Stravinsky grandit à Saint-Pétersbourg dans un univers familial sévère. Il étudie le piano sans grand succès, aimant surtout improviser. Son père, chanteur de renom, ne lui transmet pas son art, ne croit pas aux premières tentatives de composition de son fils et l’inscrit d’autorité à la faculté de droit en 1901. L’année suivante, la mort de ce père décourageant puis la rencontre avec Rimski-Korsakov sont décisives. Ce dernier lui enseigne la composition jusqu’à sa mort en 1908, et notamment son art de l’orchestration rigoureuse autant qu’inventive. En 1909, Stravinksy crée les Feux d’artifice (orchestralement brillants, audacieux) devant l’impresario Diaghilev. C’est lui, ce dandy visionnaire, organisateur de concerts de musique russe à Paris, bientôt créateur des célèbres « Ballets russes » (aussitôt très à la mode et qui décideront de bien des tendances des avant-gardes internationales durant ces années cruciales de l’histoire de la musique) qui conduira le jeune compositeur vers son destin. Il commande le ballet L’Oiseau de Feu à Stravinsky et le crée à Paris en 1910, rendant ainsi le compositeur célèbre.
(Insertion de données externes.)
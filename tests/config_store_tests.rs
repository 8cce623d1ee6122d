use quickshift_horarios::config::reglas::{reglas_grupos, reglas_topones};
use quickshift_horarios::config::{ConfigStore, ConfiguracionHorarios};
use quickshift_horarios::models::TipoTopon;
use tempfile::tempdir;

const CONFIG_JSON: &str = r#"
{
    "groupConfigs": {
        "CES1159_1": {"course": "CES1159", "section": 1, "groups": [0, 1]}
    },
    "toponesConfigs": {
        "1_1_Lunes_08:30_10:20": {
            "id": "1_1_Lunes_08:30_10:20",
            "section": 1, "dia": "Lunes", "hora_ini": "08:30", "hora_fin": "10:20",
            "tapon_type": "completo", "campus": "CAMPUS ALEMANIA"
        },
        "5_1_Martes_14:30_16:20": {
            "section": "5", "dia": "Martes", "hora_ini": "14:30", "hora_fin": "16:20",
            "tapon_type": "parcial"
        }
    }
}
"#;

#[test]
fn test_load_sin_archivo_devuelve_config_vacia() {
    let dir = tempdir().unwrap();
    let store = ConfigStore::new(dir.path().join("no_existe.json"));
    assert_eq!(store.load(), ConfiguracionHorarios::default());
}

#[test]
fn test_load_archivo_invalido_devuelve_config_vacia() {
    let dir = tempdir().unwrap();
    let path = dir.path().join("config.json");
    std::fs::write(&path, "{ esto no es json").unwrap();
    let store = ConfigStore::new(&path);
    assert_eq!(store.load(), ConfiguracionHorarios::default());
}

#[test]
fn test_save_y_load_conservan_reglas_y_campos_extra() {
    let dir = tempdir().unwrap();
    let store = ConfigStore::new(dir.path().join("sub").join("config.json"));
    let cfg: ConfiguracionHorarios = serde_json::from_str(CONFIG_JSON).unwrap();

    store.save(&cfg).unwrap();
    let leida = store.load();
    assert_eq!(leida, cfg);

    let grupos = reglas_grupos(&leida.group_configs);
    assert_eq!(grupos.len(), 1);
    assert_eq!(grupos[0].grupos, vec![0, 1]);

    let topones = reglas_topones(&leida.topones_configs);
    assert_eq!(topones.len(), 2);
    assert_eq!(topones[0].tipo, TipoTopon::Completo);
    assert_eq!(topones[1].seccion, 5);
    assert_eq!(topones[1].tipo, TipoTopon::Parcial);

    let texto = std::fs::read_to_string(store.path()).unwrap();
    assert!(texto.contains("\"campus\": \"CAMPUS ALEMANIA\""));
}

#[test]
fn test_load_conserva_entradas_validas_junto_a_una_mala() {
    let dir = tempdir().unwrap();
    let path = dir.path().join("config.json");
    std::fs::write(
        &path,
        r#"{
            "groupConfigs": {
                "MAL": {"course": "CES1159", "section": 2, "groups": null},
                "CES1159_1": {"course": "CES1159", "section": 1, "groups": [0, 1]}
            },
            "toponesConfigs": {
                "MAL": {"section": 1, "dia": ["Lunes"], "hora_ini": "08:30", "hora_fin": "10:20"}
            }
        }"#,
    )
    .unwrap();

    let cfg = ConfigStore::new(&path).load();
    assert_eq!(cfg.group_configs.len(), 1);
    assert_eq!(reglas_grupos(&cfg.group_configs)[0].seccion, 1);
    assert!(cfg.topones_configs.is_empty());
}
Suivent Petrouchka et surtout Le Sacre du Printemps qui, après une création scandaleusement agitée, sur une chorégraphie révolutionnaire de Nijinski, convainc vite Paris (et Debussy le premier qui crie au génie) du talent de Stravinsky. Le « primitivisme » musical, la parfaite réponse aux Demoiselles d’Avignon de Picasso (1907), est inventé (s’ensuivra d’ailleurs une longue amitié avec Picasso lui-même). Néanmoins, le scandale de la première conduit Stravinsky à garder le lit durant six semaines, choqué, terrassé par une fièvre typhoïde.

À la déclaration de la guerre en 1914, les frontières se ferment. Stravinsky, qui pensait rentrer en Russie, est contraint à résider en Suisse où il rencontre Ramuz sur les textes duquel naîtront Renard ou Histoire du soldat. Les moyens de production, réduits en ces temps de guerre, favorisent l’édification de cette nouvelle modernité pour petits effectifs, celle des Noces.

En 1920, Stravinsky s’installe à Paris. La révolution russe l’a privé de sa fortune (il ne reverra brièvement sa terre natale qu’en 1962) et il doit se produire comme pianiste et chef d’orchestre pour la reconstituer. Le Concerto pour piano et orchestre d’harmonie répond notamment à ces nouveaux paramètres prosaïques. Par ailleurs, la fréquentation de Cocteau et la valorisation des idées « légères à la française » encouragent la fixation d’un nouveau style néoclassique, amorcé avec le ballet Pulcinella. Bientôt, une prise de conscience spirituelle conduit Stravinsky à rejoindre l’Église orthodoxe en 1926. S’en suivent des œuvres religieuses chorales, dont les inspirations graves sont curieusement concomitantes avec la légèreté de la période française.

En 1939, Stravinsky gagne les Etats-Unis. Son néoclassicisme continue à s’y épanouir jusqu’à l’écriture de son unique opéra, The Rake’s Progress. Mais la rencontre avec le chef d’orchestre Robert Craft en 1948 prépare de nouvelles orientations. Celui-ci le convainc qu’il n’est plus possible au compositeur du Sacre, au milieu du siècle moderne, de s’acharner dans son néoclassicisme et surtout d’ignorer le sérialisme. Stravinsky imagine alors écrire des séries mais à sa propre manière, vive, espiègle, où parfois le style s’amincit, radicalise le principe d’économie des moyens chers au compositeur, mais aussi reconduit l’ascétisme de Webern en même temps qu’il cherche un dépouillement mystique. Les œuvres ultimes, hantées par la mort, tendent vers l’inspiration religieuse funèbre, telles le Requiem Canticles, ou rendent hommage à de chers disparus, « in memoriam » T.S. Eliot ou Aldous Huxley. Compositeur caméléon, mais restant étonnamment lui-même sous toutes ses couleurs, Stravinsky parviendra aussi à s’adapter à « l’industrie culturelle » et jusqu’à sa mort, dirigera l’enregistrement sur disques de presque toutes ses œuvres, garantissant ainsi lui-même la pérennité de son testament musical. Après son décès en avril 1971, il sera enterré à Venise, à côté de celui qui décida de son destin : le dandy Diaghilev.